──────── DATA TO EXAMINE

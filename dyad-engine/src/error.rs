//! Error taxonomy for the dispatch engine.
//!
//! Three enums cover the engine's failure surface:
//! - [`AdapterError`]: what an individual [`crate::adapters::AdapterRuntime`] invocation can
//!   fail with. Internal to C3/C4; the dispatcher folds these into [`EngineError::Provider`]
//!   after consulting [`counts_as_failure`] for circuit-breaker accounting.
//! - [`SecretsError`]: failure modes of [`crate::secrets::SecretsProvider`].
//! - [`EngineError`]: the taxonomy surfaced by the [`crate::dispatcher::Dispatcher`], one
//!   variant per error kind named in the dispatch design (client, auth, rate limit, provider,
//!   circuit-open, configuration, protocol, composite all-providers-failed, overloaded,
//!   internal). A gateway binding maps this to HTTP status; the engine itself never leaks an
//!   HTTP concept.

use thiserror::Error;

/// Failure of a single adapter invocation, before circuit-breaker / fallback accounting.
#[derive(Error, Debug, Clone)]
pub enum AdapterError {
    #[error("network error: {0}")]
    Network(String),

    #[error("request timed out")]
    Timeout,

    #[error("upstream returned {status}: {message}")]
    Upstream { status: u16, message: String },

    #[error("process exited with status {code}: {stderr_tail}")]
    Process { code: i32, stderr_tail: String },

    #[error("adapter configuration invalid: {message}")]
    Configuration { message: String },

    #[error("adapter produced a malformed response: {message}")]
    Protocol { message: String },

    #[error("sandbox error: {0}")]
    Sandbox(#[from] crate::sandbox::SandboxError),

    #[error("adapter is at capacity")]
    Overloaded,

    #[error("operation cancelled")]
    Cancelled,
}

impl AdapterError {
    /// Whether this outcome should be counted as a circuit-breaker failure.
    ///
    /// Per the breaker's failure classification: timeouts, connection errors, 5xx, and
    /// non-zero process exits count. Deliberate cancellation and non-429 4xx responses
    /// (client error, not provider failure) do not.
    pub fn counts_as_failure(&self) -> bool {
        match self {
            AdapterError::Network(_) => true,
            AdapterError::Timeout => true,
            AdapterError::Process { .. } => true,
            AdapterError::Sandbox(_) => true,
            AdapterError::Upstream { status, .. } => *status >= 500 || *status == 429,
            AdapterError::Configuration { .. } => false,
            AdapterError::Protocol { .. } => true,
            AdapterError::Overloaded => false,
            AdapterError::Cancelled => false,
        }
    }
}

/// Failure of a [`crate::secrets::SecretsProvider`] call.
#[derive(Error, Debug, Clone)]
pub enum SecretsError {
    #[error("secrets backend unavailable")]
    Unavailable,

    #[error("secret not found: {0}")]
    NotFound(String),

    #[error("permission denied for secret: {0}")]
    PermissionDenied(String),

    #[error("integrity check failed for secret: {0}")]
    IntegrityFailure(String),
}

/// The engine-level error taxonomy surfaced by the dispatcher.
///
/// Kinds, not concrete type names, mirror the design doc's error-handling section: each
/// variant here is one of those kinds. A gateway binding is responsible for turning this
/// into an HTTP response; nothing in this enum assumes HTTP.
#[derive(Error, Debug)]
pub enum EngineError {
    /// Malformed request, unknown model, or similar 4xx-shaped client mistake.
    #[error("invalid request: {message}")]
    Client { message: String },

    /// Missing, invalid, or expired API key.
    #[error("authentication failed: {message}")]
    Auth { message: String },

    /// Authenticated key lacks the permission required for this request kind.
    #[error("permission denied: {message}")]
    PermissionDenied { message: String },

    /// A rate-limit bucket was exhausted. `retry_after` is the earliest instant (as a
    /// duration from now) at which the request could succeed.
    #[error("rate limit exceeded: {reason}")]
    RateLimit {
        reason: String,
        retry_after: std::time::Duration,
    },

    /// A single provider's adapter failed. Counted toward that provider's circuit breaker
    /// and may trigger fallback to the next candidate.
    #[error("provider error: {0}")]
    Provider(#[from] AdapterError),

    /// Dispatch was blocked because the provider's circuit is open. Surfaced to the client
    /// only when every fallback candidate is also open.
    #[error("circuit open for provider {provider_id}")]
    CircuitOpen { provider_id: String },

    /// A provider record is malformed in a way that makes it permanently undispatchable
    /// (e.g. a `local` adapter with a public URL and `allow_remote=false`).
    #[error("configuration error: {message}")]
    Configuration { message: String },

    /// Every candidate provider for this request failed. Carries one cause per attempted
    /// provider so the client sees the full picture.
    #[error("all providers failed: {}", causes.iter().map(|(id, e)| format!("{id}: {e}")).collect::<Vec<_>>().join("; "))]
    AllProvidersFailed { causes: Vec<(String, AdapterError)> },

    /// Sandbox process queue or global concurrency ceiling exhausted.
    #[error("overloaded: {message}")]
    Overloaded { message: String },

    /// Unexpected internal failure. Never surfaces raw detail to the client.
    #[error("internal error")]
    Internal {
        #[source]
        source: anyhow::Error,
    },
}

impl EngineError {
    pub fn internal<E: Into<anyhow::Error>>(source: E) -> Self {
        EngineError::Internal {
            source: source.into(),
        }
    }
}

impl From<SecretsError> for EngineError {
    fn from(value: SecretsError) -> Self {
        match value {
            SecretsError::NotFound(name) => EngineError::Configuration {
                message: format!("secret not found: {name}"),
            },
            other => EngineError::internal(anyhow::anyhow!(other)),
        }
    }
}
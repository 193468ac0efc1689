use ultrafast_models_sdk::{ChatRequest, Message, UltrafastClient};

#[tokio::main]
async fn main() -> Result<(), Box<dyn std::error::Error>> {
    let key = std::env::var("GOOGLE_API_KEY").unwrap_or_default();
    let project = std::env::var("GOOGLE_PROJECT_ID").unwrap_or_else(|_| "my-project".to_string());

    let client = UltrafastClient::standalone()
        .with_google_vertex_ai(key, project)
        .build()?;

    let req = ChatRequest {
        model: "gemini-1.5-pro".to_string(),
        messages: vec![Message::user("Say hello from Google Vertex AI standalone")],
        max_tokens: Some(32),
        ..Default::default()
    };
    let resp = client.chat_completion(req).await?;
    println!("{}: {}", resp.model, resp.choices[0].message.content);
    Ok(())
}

────────────────

## DIRECTIONS
What lines in the records above include the string "PermissionDenied"? Copy each one.

## EXPECTED ANSWER
    PermissionDenied(String),
    PermissionDenied { message: String },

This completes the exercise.